Exercise details - Only these lines of the data below are wanted: the one with "if let Err(e) = self", the one with "axis: highest similarity.", and any lines between them, each repeated exactly.

The data -
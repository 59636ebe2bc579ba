use std::sync::Arc;

use cortex_kernel::CortexKernel;

#[derive(Clone)]
pub struct AppState {
    pub kernel: Arc<CortexKernel>,
}
use std::sync::Arc;

use cortex_confidence::ConfidenceEngine;
use cortex_core::errors::CortexResult;
use cortex_core::ids::{AgentId, MemoryId, TenantId};
use cortex_core::models::{Memory, MemoryType};
use cortex_core::traits::{EmbeddingProvider, GraphStore, MemoryStore};
use cortex_graph::activation::{spreading_activation, DEFAULT_FANOUT_LIMIT};

/// §4.3 recall input.
pub struct RecallRequest {
    pub tenant_id: TenantId,
    pub agent_id: AgentId,
    pub query: String,
    pub top_k: usize,
    pub vector_weight: f64,
    pub graph_weight: f64,
    pub max_hops: u32,
    pub use_graph: bool,
    pub memory_type: Option<MemoryType>,
    pub min_confidence: f64,
    /// Caller-supplied seed memory ids used for graph-only recall when the
    /// embedding provider is unavailable (§4.3 "Failure").
    pub fallback_seed_ids: Vec<MemoryId>,
}

/// One scored result (§4.3 step 3 "Score fusion").
#[derive(Debug, Clone, serde::Serialize)]
pub struct RecallHit {
    pub memory: Memory,
    pub vector_score: f64,
    pub graph_score: f64,
    pub final_score: f64,
}

/// §4.3 Hybrid recall pipeline (C6).
pub struct RecallPipeline {
    embeddings: Arc<dyn EmbeddingProvider>,
    memories: Arc<dyn MemoryStore>,
    graph: Arc<dyn GraphStore>,
    confidence: Arc<ConfidenceEngine>,
}

impl RecallPipeline {
    pub fn new(
        embeddings: Arc<dyn EmbeddingProvider>,
        memories: Arc<dyn MemoryStore>,
        graph: Arc<dyn GraphStore>,
        confidence: Arc<ConfidenceEngine>,
    ) -> Self {
        Self { embeddings, memories, graph, confidence }
    }

    pub async fn recall(&self, req: RecallRequest) -> CortexResult<Vec<RecallHit>> {
        let candidate_k = (req.top_k * 3).max(30);

        // Step 1: vector candidates. An embedding failure degrades to
        // graph-only recall when the caller supplied fallback seeds;
        // otherwise recall is unavailable (§4.3 "Failure").
        let embedding = match self.embeddings.embed(&req.query).await {
            Ok(v) => Some(v),
            Err(e) if req.use_graph && !req.fallback_seed_ids.is_empty() => {
                tracing::warn!(error = %e, "embedding provider unavailable, degrading to graph-only recall");
                None
            }
            Err(e) => return Err(e),
        };

        let mut all_memories = self.memories.list(req.tenant_id, req.agent_id).await?;
        if let Some(memory_type) = req.memory_type {
            all_memories.retain(|m| m.memory_type == memory_type);
        }
        all_memories.retain(|m| m.confidence >= req.min_confidence);

        let mut vector_scores: std::collections::HashMap<MemoryId, f64> = std::collections::HashMap::new();
        if let Some(query_embedding) = &embedding {
            let hits = self
                .memories
                .vector_search(req.tenant_id, req.agent_id, query_embedding, candidate_k)
                .await?;
            for hit in hits {
                vector_scores.insert(hit.id, hit.similarity.max(0.0));
            }
        }

        // Step 2: graph expansion, seeded from vector candidates (or the
        // caller-supplied fallback seeds when vector recall degraded).
        let mut graph_scores: std::collections::HashMap<String, f64> = std::collections::HashMap::new();
        let seeds: Vec<(String, f64)> = if !vector_scores.is_empty() {
            vector_scores.iter().map(|(id, score)| (id.to_string(), *score)).collect()
        } else {
            req.fallback_seed_ids.iter().map(|id| (id.to_string(), 1.0)).collect()
        };
        if req.use_graph && !seeds.is_empty() {
            let result = spreading_activation(
                self.graph.as_ref(),
                &seeds,
                req.max_hops,
                DEFAULT_FANOUT_LIMIT,
                None,
            )
            .await?;
            graph_scores = result.activation;
        }

        let by_id: std::collections::HashMap<MemoryId, &Memory> =
            all_memories.iter().map(|m| (m.id, m)).collect();

        // Step 3: score fusion over the union of vector and graph hits.
        let mut ids: std::collections::HashSet<MemoryId> = vector_scores.keys().copied().collect();
        for node_id in graph_scores.keys() {
            if let Ok(id) = MemoryId::parse(node_id) {
                if by_id.contains_key(&id) {
                    ids.insert(id);
                }
            }
        }

        let mut hits: Vec<RecallHit> = ids
            .into_iter()
            .filter_map(|id| {
                let memory = (*by_id.get(&id)?).clone();
                let vector_score = vector_scores.get(&id).copied().unwrap_or(0.0);
                let graph_score = graph_scores.get(&id.to_string()).copied().unwrap_or(0.0);
                let final_score = req.vector_weight * vector_score + req.graph_weight * graph_score;
                Some(RecallHit { memory, vector_score, graph_score, final_score })
            })
            .collect();

        // Step 4: tie-breaks — final desc, confidence desc, last_accessed_at desc, id asc.
        hits.sort_by(|a, b| {
            b.final_score
                .partial_cmp(&a.final_score)
                .unwrap_or(std::cmp::Ordering::Equal)
                .then_with(|| b.memory.confidence.partial_cmp(&a.memory.confidence).unwrap_or(std::cmp::Ordering::Equal))
                .then_with(|| b.memory.last_accessed_at.cmp(&a.memory.last_accessed_at))
                .then_with(|| a.memory.id.cmp(&b.memory.id))
        });

        // Step 5: top-K cut, then record access as a side effect.
        hits.truncate(req.top_k);
        for hit in &hits {
            if let Err(e) = self
                .confidence
                .access_boost(req.tenant_id, req.agent_id, hit.memory.id, cortex_core::constants::ACCESS_BOOST)
                .await
            {
                tracing::warn!(memory_id = %hit.memory.id, error = %e, "access boost side effect failed");
            }
        }

        Ok(hits)
    }
}

#[cfg(test)]
mod tests {
    use super::*;
    use std::sync::Arc;

    use chrono::Duration;
    use cortex_confidence::ConfidenceEngine;
    use cortex_core::ids::{AgentId, TenantId};
    use cortex_core::models::{MemoryType, Provenance};
    use cortex_storage::InMemoryStore;

    struct FixedEmbeddingProvider {
        vector: Vec<f32>,
    }

    #[async_trait::async_trait]
    impl EmbeddingProvider for FixedEmbeddingProvider {
        async fn embed(&self, _text: &str) -> CortexResult<Vec<f32>> {
            Ok(self.vector.clone())
        }
        async fn embed_batch(&self, texts: &[String]) -> CortexResult<Vec<Vec<f32>>> {
            Ok(texts.iter().map(|_| self.vector.clone()).collect())
        }
        fn dimensions(&self) -> usize {
            self.vector.len()
        }
    }

    fn make_memory(tenant_id: TenantId, agent_id: AgentId, embedding: Vec<f32>, confidence: f64) -> Memory {
        let mut memory = Memory::new(tenant_id, agent_id, MemoryType::Fact, "content", Provenance::User, confidence, 0.01);
        memory.embedding = Some(embedding);
        memory
    }

    #[tokio::test]
    async fn recall_orders_by_final_score_and_breaks_ties_on_confidence() {
        let store = Arc::new(InMemoryStore::new());
        let memories: Arc<dyn MemoryStore> = store.clone();
        let graph: Arc<dyn GraphStore> = store.clone();
        let mutation_log: Arc<dyn cortex_core::traits::MutationLogStore> = store.clone();
        let confidence = Arc::new(ConfidenceEngine::new(memories.clone(), mutation_log));
        let embeddings: Arc<dyn EmbeddingProvider> = Arc::new(FixedEmbeddingProvider { vector: vec![1.0, 0.0] });

        let tenant_id = TenantId::new();
        let agent_id = AgentId::new();

        // Exact match on the query axis: highest similarity.
        let best = make_memory(tenant_id, agent_id, vec![1.0, 0.0], 0.5);
        // Same similarity as a third memory below but higher confidence: wins the tie.
        let tied_high_confidence = make_memory(tenant_id, agent_id, vec![0.8, 0.6], 0.9);
        let tied_low_confidence = make_memory(tenant_id, agent_id, vec![0.8, 0.6], 0.2);
        // Orthogonal to the query: lowest similarity, still returned (not dropped).
        let worst = make_memory(tenant_id, agent_id, vec![0.0, 1.0], 0.5);

        for memory in [&best, &tied_high_confidence, &tied_low_confidence, &worst] {
            memories.upsert(memory.clone()).await.unwrap();
        }

        let pipeline = RecallPipeline::new(embeddings, memories, graph, confidence);
        let hits = pipeline
            .recall(RecallRequest {
                tenant_id,
                agent_id,
                query: "anything".to_string(),
                top_k: 4,
                vector_weight: 1.0,
                graph_weight: 0.0,
                max_hops: 2,
                use_graph: false,
                memory_type: None,
                min_confidence: 0.0,
                fallback_seed_ids: Vec::new(),
            })
            .await
            .unwrap();

        let ids: Vec<_> = hits.iter().map(|h| h.memory.id).collect();
        assert_eq!(ids, vec![best.id, tied_high_confidence.id, tied_low_confidence.id, worst.id]);
        assert!(hits[0].final_score > hits[1].final_score);
        assert_eq!(hits[1].final_score, hits[2].final_score);
    }

    #[tokio::test]
    async fn recall_respects_min_confidence_and_top_k() {
        let store = Arc::new(InMemoryStore::new());
        let memories: Arc<dyn MemoryStore> = store.clone();
        let graph: Arc<dyn GraphStore> = store.clone();
        let mutation_log: Arc<dyn cortex_core::traits::MutationLogStore> = store.clone();
        let confidence = Arc::new(ConfidenceEngine::new(memories.clone(), mutation_log));
        let embeddings: Arc<dyn EmbeddingProvider> = Arc::new(FixedEmbeddingProvider { vector: vec![1.0, 0.0] });

        let tenant_id = TenantId::new();
        let agent_id = AgentId::new();

        let kept = make_memory(tenant_id, agent_id, vec![1.0, 0.0], 0.8);
        let mut filtered = make_memory(tenant_id, agent_id, vec![1.0, 0.0], 0.1);
        filtered.last_accessed_at -= Duration::hours(1);

        memories.upsert(kept.clone()).await.unwrap();
        memories.upsert(filtered).await.unwrap();

        let pipeline = RecallPipeline::new(embeddings, memories, graph, confidence);
        let hits = pipeline
            .recall(RecallRequest {
                tenant_id,
                agent_id,
                query: "anything".to_string(),
                top_k: 10,
                vector_weight: 1.0,
                graph_weight: 0.0,
                max_hops: 2,
                use_graph: false,
                memory_type: None,
                min_confidence: 0.5,
                fallback_seed_ids: Vec::new(),
            })
            .await
            .unwrap();

        assert_eq!(hits.len(), 1);
        assert_eq!(hits[0].memory.id, kept.id);
    }
}
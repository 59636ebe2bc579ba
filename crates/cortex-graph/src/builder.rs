use cortex_core::constants::mention_weight;
use cortex_core::models::{CausalLink, GraphEdge, MentionType, RelationType};

/// §4.2 "Graph builder" — entity co-mention. For every pair of memories
/// that both mention `entity_id`, propose an `entity_link` edge whose
/// strength is the max of the two mention weights.
pub fn entity_link_edge(
    memory_a: &str,
    mention_a: MentionType,
    memory_b: &str,
    mention_b: MentionType,
) -> GraphEdge {
    let strength = mention_weight(mention_a).max(mention_weight(mention_b));
    GraphEdge::new(memory_a, memory_b, RelationType::EntityLink, strength)
}

/// §4.2 "On episode extraction" — each causal link produces an
/// asymmetric `causal` edge between the two memory nodes representing
/// cause and effect.
pub fn causal_edge(cause_node_id: &str, effect_node_id: &str, link: &CausalLink) -> GraphEdge {
    GraphEdge::new(cause_node_id, effect_node_id, RelationType::Causal, link.confidence)
}

/// §4.2 "On consolidation producing a semantic memory from an episode" —
/// emits `derived_from` (memory -> episode).
pub fn derived_from_edge(memory_node_id: &str, episode_node_id: &str) -> GraphEdge {
    GraphEdge::new(memory_node_id, episode_node_id, RelationType::DerivedFrom, 1.0)
}

/// A `contradicts` edge recorded alongside a `Contradiction` row (§4.5
/// "Contradiction check").
pub fn contradicts_edge(belief_node_id: &str, contradicted_by_node_id: &str) -> GraphEdge {
    GraphEdge::new(belief_node_id, contradicted_by_node_id, RelationType::Contradicts, 1.0)
}

/// A `supersedes` edge recorded when a newer memory replaces an older one
/// (§4.5 consolidation, schema/procedure versioning).
pub fn supersedes_edge(new_node_id: &str, old_node_id: &str) -> GraphEdge {
    GraphEdge::new(new_node_id, old_node_id, RelationType::Supersedes, 1.0)
}

/// A symmetric `thematic` edge between two memories that share topics or
/// run above the similarity floor without meeting entity/causal criteria
/// (§4.5 consolidation step 6 "Associations").
pub fn thematic_edge(memory_a: &str, memory_b: &str, similarity: f64) -> GraphEdge {
    GraphEdge::new(memory_a, memory_b, RelationType::Thematic, similarity)
}
use std::sync::Arc;

use cortex_core::config::CortexConfig;
use cortex_core::models::{FeedbackSignalType, MemoryType, Provenance};
use cortex_core::traits::{EmbeddingProvider, LanguageReasoner};
use cortex_embeddings::MockEmbeddingProvider;
use cortex_reasoner::MockLanguageReasoner;
use cortex_storage::InMemoryStore;

use crate::kernel::CortexKernel;
use crate::memory::CreateMemoryParams;
use crate::tenant::CreateTenantResult;

fn harness() -> Arc<CortexKernel> {
    let store = Arc::new(InMemoryStore::default());
    let embeddings: Arc<dyn EmbeddingProvider> = Arc::new(MockEmbeddingProvider::new(32));
    let reasoner: Arc<dyn LanguageReasoner> = Arc::new(MockLanguageReasoner);
    CortexKernel::new(CortexConfig::default(), store, embeddings, reasoner)
}

fn memory_params(
    tenant_id: cortex_core::ids::TenantId,
    agent_id: cortex_core::ids::AgentId,
    content: &str,
) -> CreateMemoryParams {
    CreateMemoryParams {
        tenant_id,
        agent_id,
        memory_type: MemoryType::Preference,
        content: content.to_string(),
        provenance: Provenance::User,
        confidence: 0.7,
        expires_at: None,
    }
}

#[tokio::test]
async fn create_tenant_then_authenticate_roundtrips() {
    let kernel = harness();
    let CreateTenantResult { tenant, api_key } = kernel.create_tenant("acme").await.unwrap();

    let authenticated = kernel.authenticate(&api_key).await.unwrap();
    assert_eq!(authenticated.id, tenant.id);

    let err = kernel.authenticate("not-the-right-key").await;
    assert!(err.is_err());
}

#[tokio::test]
async fn create_agent_rejects_duplicate_external_id() {
    let kernel = harness();
    let tenant = kernel.create_tenant("acme").await.unwrap().tenant;

    let params = crate::agent::CreateAgentParams {
        tenant_id: tenant.id,
        external_id: "agent-1".to_string(),
        name: "First".to_string(),
        metadata: Default::default(),
    };
    kernel.create_agent(params).await.unwrap();

    let dup = crate::agent::CreateAgentParams {
        tenant_id: tenant.id,
        external_id: "agent-1".to_string(),
        name: "Second".to_string(),
        metadata: Default::default(),
    };
    assert!(kernel.create_agent(dup).await.is_err());
}

#[tokio::test]
async fn create_memory_deduplicates_near_identical_content() {
    let kernel = harness();
    let tenant = kernel.create_tenant("acme").await.unwrap().tenant;
    let agent = kernel
        .create_agent(crate::agent::CreateAgentParams {
            tenant_id: tenant.id,
            external_id: "agent-1".to_string(),
            name: "A".to_string(),
            metadata: Default::default(),
        })
        .await
        .unwrap();

    let first = kernel
        .create_memory(memory_params(tenant.id, agent.id, "User prefers dark mode"))
        .await
        .unwrap();
    assert!(!first.reinforced);

    let second = kernel
        .create_memory(memory_params(tenant.id, agent.id, "User prefers dark mode"))
        .await
        .unwrap();
    assert!(second.reinforced);
    assert_eq!(second.memory.id, first.memory.id);
    assert!(second.memory.confidence > first.memory.confidence);
}

#[tokio::test]
async fn submit_feedback_adjusts_confidence() {
    let kernel = harness();
    let tenant = kernel.create_tenant("acme").await.unwrap().tenant;
    let agent = kernel
        .create_agent(crate::agent::CreateAgentParams {
            tenant_id: tenant.id,
            external_id: "agent-1".to_string(),
            name: "A".to_string(),
            metadata: Default::default(),
        })
        .await
        .unwrap();

    let created = kernel
        .create_memory(memory_params(tenant.id, agent.id, "User prefers concise answers"))
        .await
        .unwrap();

    let fed = kernel
        .submit_feedback(crate::feedback::SubmitFeedbackParams {
            tenant_id: tenant.id,
            agent_id: agent.id,
            memory_id: created.memory.id,
            signal_type: FeedbackSignalType::Helpful,
            context: None,
        })
        .await
        .unwrap();

    assert!(fed.confidence > created.memory.confidence);
}

#[tokio::test]
async fn health_reports_zero_ticks_before_any_scheduler_run() {
    let kernel = harness();
    let health = kernel.health();
    assert_eq!(health.status, "ok");
    assert!(health.last_consolidation_tick.is_none());
    assert!(health.last_decay_tick.is_none());
}
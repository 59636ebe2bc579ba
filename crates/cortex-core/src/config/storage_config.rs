use serde::{Deserialize, Serialize};

/// Configuration for the persistence adapter (§1 C1/C3/C4 stores).
#[derive(Debug, Clone, Serialize, Deserialize)]
#[serde(default)]
pub struct StorageConfig {
    pub max_connections: u32,
    pub query_timeout_ms: u64,
}

impl Default for StorageConfig {
    fn default() -> Self {
        Self {
            max_connections: 10,
            query_timeout_ms: 5_000,
        }
    }
}
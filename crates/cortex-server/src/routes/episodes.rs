//! `/v1/episodes` — episode lifecycle (§6, §3 Episode).

use axum::extract::{Path, Query, State};
use axum::Json;
use chrono::{DateTime, Utc};
use serde::Deserialize;

use cortex_core::ids::{AgentId, EpisodeId};
use cortex_core::models::{Episode, Outcome};
use cortex_kernel::{EncodeEpisodeParams, RecallEpisodesParams, RecordEpisodeOutcomeParams};

use crate::auth::AuthenticatedTenant;
use crate::error::ApiResult;
use crate::routes::memories::AgentScopedQuery;
use crate::routes::util::parse_id;
use crate::state::AppState;

#[derive(Deserialize)]
pub struct EncodeEpisodeRequest {
    pub agent_id: String,
    pub raw_content: String,
    #[serde(default = "Utc::now")]
    pub occurred_at: DateTime<Utc>,
    pub conversation_id: Option<String>,
    pub message_sequence: Option<u64>,
}

pub async fn encode_episode(
    State(state): State<AppState>,
    AuthenticatedTenant(tenant): AuthenticatedTenant,
    Json(body): Json<EncodeEpisodeRequest>,
) -> ApiResult<Json<Episode>> {
    let agent_id: AgentId = parse_id(&body.agent_id, AgentId::parse)?;
    let episode = state
        .kernel
        .encode_episode(EncodeEpisodeParams {
            tenant_id: tenant.id,
            agent_id,
            raw_content: body.raw_content,
            occurred_at: body.occurred_at,
            conversation_id: body.conversation_id,
            message_sequence: body.message_sequence,
        })
        .await?;
    Ok(Json(episode))
}

pub async fn get_episode(
    State(state): State<AppState>,
    AuthenticatedTenant(tenant): AuthenticatedTenant,
    Path(id): Path<String>,
    Query(q): Query<AgentScopedQuery>,
) -> ApiResult<Json<Episode>> {
    let id: EpisodeId = parse_id(&id, EpisodeId::parse)?;
    let agent_id: AgentId = parse_id(&q.agent_id, AgentId::parse)?;
    let episode = state.kernel.get_episode(tenant.id, agent_id, id).await?;
    Ok(Json(episode))
}

#[derive(Deserialize)]
pub struct RecordOutcomeRequest {
    pub agent_id: String,
    pub outcome: Outcome,
}

pub async fn record_outcome(
    State(state): State<AppState>,
    AuthenticatedTenant(tenant): AuthenticatedTenant,
    Path(id): Path<String>,
    Json(body): Json<RecordOutcomeRequest>,
) -> ApiResult<Json<Episode>> {
    let id: EpisodeId = parse_id(&id, EpisodeId::parse)?;
    let agent_id: AgentId = parse_id(&body.agent_id, AgentId::parse)?;
    let episode = state
        .kernel
        .record_episode_outcome(RecordEpisodeOutcomeParams {
            tenant_id: tenant.id,
            agent_id,
            episode_id: id,
            outcome: body.outcome,
        })
        .await?;
    Ok(Json(episode))
}

#[derive(Deserialize)]
pub struct RecallEpisodesQuery {
    pub agent_id: String,
    pub query: String,
    #[serde(default = "default_top_k")]
    pub top_k: usize,
}

fn default_top_k() -> usize {
    10
}

pub async fn recall_episodes(
    State(state): State<AppState>,
    AuthenticatedTenant(tenant): AuthenticatedTenant,
    Query(q): Query<RecallEpisodesQuery>,
) -> ApiResult<Json<Vec<Episode>>> {
    let agent_id: AgentId = parse_id(&q.agent_id, AgentId::parse)?;
    let episodes = state
        .kernel
        .recall_episodes(RecallEpisodesParams { tenant_id: tenant.id, agent_id, query: q.query, top_k: q.top_k })
        .await?;
    Ok(Json(episodes))
}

Result below -
            if let Err(e) = self
                .confidence
                .access_boost(req.tenant_id, req.agent_id, hit.memory.id, cortex_core::constants::ACCESS_BOOST)
                .await
            {
                tracing::warn!(memory_id = %hit.memory.id, error = %e, "access boost side effect failed");
            }
        }

        Ok(hits)
    }
}

#[cfg(test)]
mod tests {
    use super::*;
    use std::sync::Arc;

    use chrono::Duration;
    use cortex_confidence::ConfidenceEngine;
    use cortex_core::ids::{AgentId, TenantId};
    use cortex_core::models::{MemoryType, Provenance};
    use cortex_storage::InMemoryStore;

    struct FixedEmbeddingProvider {
        vector: Vec<f32>,
    }

    #[async_trait::async_trait]
    impl EmbeddingProvider for FixedEmbeddingProvider {
        async fn embed(&self, _text: &str) -> CortexResult<Vec<f32>> {
            Ok(self.vector.clone())
        }
        async fn embed_batch(&self, texts: &[String]) -> CortexResult<Vec<Vec<f32>>> {
            Ok(texts.iter().map(|_| self.vector.clone()).collect())
        }
        fn dimensions(&self) -> usize {
            self.vector.len()
        }
    }

    fn make_memory(tenant_id: TenantId, agent_id: AgentId, embedding: Vec<f32>, confidence: f64) -> Memory {
        let mut memory = Memory::new(tenant_id, agent_id, MemoryType::Fact, "content", Provenance::User, confidence, 0.01);
        memory.embedding = Some(embedding);
        memory
    }

    #[tokio::test]
    async fn recall_orders_by_final_score_and_breaks_ties_on_confidence() {
        let store = Arc::new(InMemoryStore::new());
        let memories: Arc<dyn MemoryStore> = store.clone();
        let graph: Arc<dyn GraphStore> = store.clone();
        let mutation_log: Arc<dyn cortex_core::traits::MutationLogStore> = store.clone();
        let confidence = Arc::new(ConfidenceEngine::new(memories.clone(), mutation_log));
        let embeddings: Arc<dyn EmbeddingProvider> = Arc::new(FixedEmbeddingProvider { vector: vec![1.0, 0.0] });

        let tenant_id = TenantId::new();
        let agent_id = AgentId::new();

        // Exact match on the query axis: highest similarity.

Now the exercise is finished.